It seems summer is finally here, bringing lots of sun.  We've even had some 90+ days here at the farm already, which have sure helped to dry things up after the rains of spring.  Other than crops like lettuce and beans, which we plant small batches of throughout the summer, the garden is in.  Most of  the seeds are showing at least tiny sprouts.  On Saturday, Dan hoed a bit of corn up to check its germination, since none were showing through the soil.  It was hard to believe, but by Sunday afternoon, the rows of corn were clearly visible, with 2" tall plants! The transplanted plants, like peppers, tomatoes, and squash are thriving as well.  We're even seeing blossoms on the peppers and a couple of tomatoes! We got by with no frost on any of the transplants, which is a wonderful thing.  While it may seem too late to worry about frost, just two years ago our last frosty morning was June 2!  

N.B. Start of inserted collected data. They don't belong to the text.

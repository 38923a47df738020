use clap::{Parser, Subcommand};
use eyre::{ensure, Result, WrapErr};
use std::path::PathBuf;
use tracing::{debug, trace};
use tracing_subscriber::{layer::SubscriberExt, util::SubscriberInitExt, EnvFilter};
use xts_aes::{
    vectors::{harness, parse_rsp},
    Block, XtsAes,
};

fn parse_tweak(tweak: &str) -> Result<Block> {
    let bytes = hex::decode(tweak).wrap_err("Tweak is not valid hex")?;
    ensure!(
        bytes.len() == 16,
        "Tweak must be 16 bytes, got {}",
        bytes.len()
    );
    let mut block = [0; 16];
    block.copy_from_slice(&bytes);
    Ok(block)
}

#[derive(Parser)]
#[command(name = "xts-aes", version, about = "XTS-AES encryption with ciphertext stealing")]
struct Cli {
    #[command(subcommand)]
    command: Command,
}

#[derive(Subcommand)]
enum Command {
    /// Encrypt a file as a single data unit
    Encrypt {
        /// key1 || key2 as hex, 32, 48 or 64 bytes
        #[arg(short = 'k', long, value_name = "HEX")]
        key: String,
        /// The 16 byte raw tweak as hex
        #[arg(short = 't', long, value_name = "HEX")]
        tweak: String,
        #[arg(index = 1)]
        input: PathBuf,
        #[arg(index = 2)]
        output: PathBuf,
    },
    /// Check the encryptor against a NIST CAVS .rsp file
    Verify {
        #[arg(index = 1)]
        vectors: PathBuf,
        /// Also list passed and skipped vectors
        #[arg(short = 'v', long)]
        verbose: bool,
    },
}

fn main() -> Result<()> {
    let cli = Cli::parse();
    tracing_subscriber::registry()
        .with(tracing_subscriber::fmt::layer())
        .with(EnvFilter::from_default_env())
        .init();
    trace!("Starting up xts-aes cli");
    match cli.command {
        Command::Encrypt {
            key,
            tweak,
            input,
            output,
        } => {
            let key = hex::decode(key).wrap_err("Key is not valid hex")?;
            let tweak = parse_tweak(&tweak)?;
            let xts = XtsAes::from_combined_key(&key)?;
            let mut data = std::fs::read(&input)
                .wrap_err_with(|| format!("Couldn't read {input:?}"))?;
            debug!("Encrypting {} bytes from {input:?}", data.len());
            xts.encrypt_in_place(&tweak, &mut data)
                .wrap_err("Failed to encrypt data unit")?;
            std::fs::write(&output, &data)
                .wrap_err_with(|| format!("Couldn't write {output:?}"))?;
        }
        Command::Verify { vectors, verbose } => {
            let text = std::fs::read_to_string(&vectors)
                .wrap_err_with(|| format!("Couldn't read {vectors:?}"))?;
            let parsed = parse_rsp(&text).wrap_err("Failed to parse vector file")?;
            let report = harness::run_vectors(&parsed);
            for result in &report.results {
                let is_failure = matches!(
                    result.outcome,
                    harness::Outcome::Failed { .. } | harness::Outcome::Rejected(_)
                );
                if verbose || is_failure {
                    println!("{result}");
                }
            }
            println!("{report}");
            ensure!(report.is_success(), "{} vectors failed", report.failed());
        }
    }
    Ok(())
}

This year, however, June 2 was noteworthy for another reason...it is the earliest we've ever been able to put hay up.  After cutting some hay Monday, we had a few hot, dry days, and we were able to rake and load the first wagon loads of the season last night.  It's amazing to begin putting dry hay away in the barn, while it seems summer has barely arrived we're already storing what we need to get through winter.  But at the farm, there is no such thing as planning too far ahead.   There is also nothing like the smell of fresh cut hay as it fills the barn!  On days like this I wish I could bottle it for a sniff of summer during those long, cold winter months.  We were also very fortunate that although sunny and breezy, the temperatures dropped into the 70's,  much more tolerable for all the physical labor of putting up hay.  Dan has cut more, so with a little luck weather-wise, we'll be loading hay again in another day or two.  

With all this sun, the only thing I'm falling behind on is my computer work.  I confess I've been a bit behind on blogging, and my June newsletter isn't ready yet either.  But you just can't feel bad about that when you've got hay in the barn and the weeds are (temporarily) at bay in the garden.  The sun is shining again, so it's time to log off and get out there!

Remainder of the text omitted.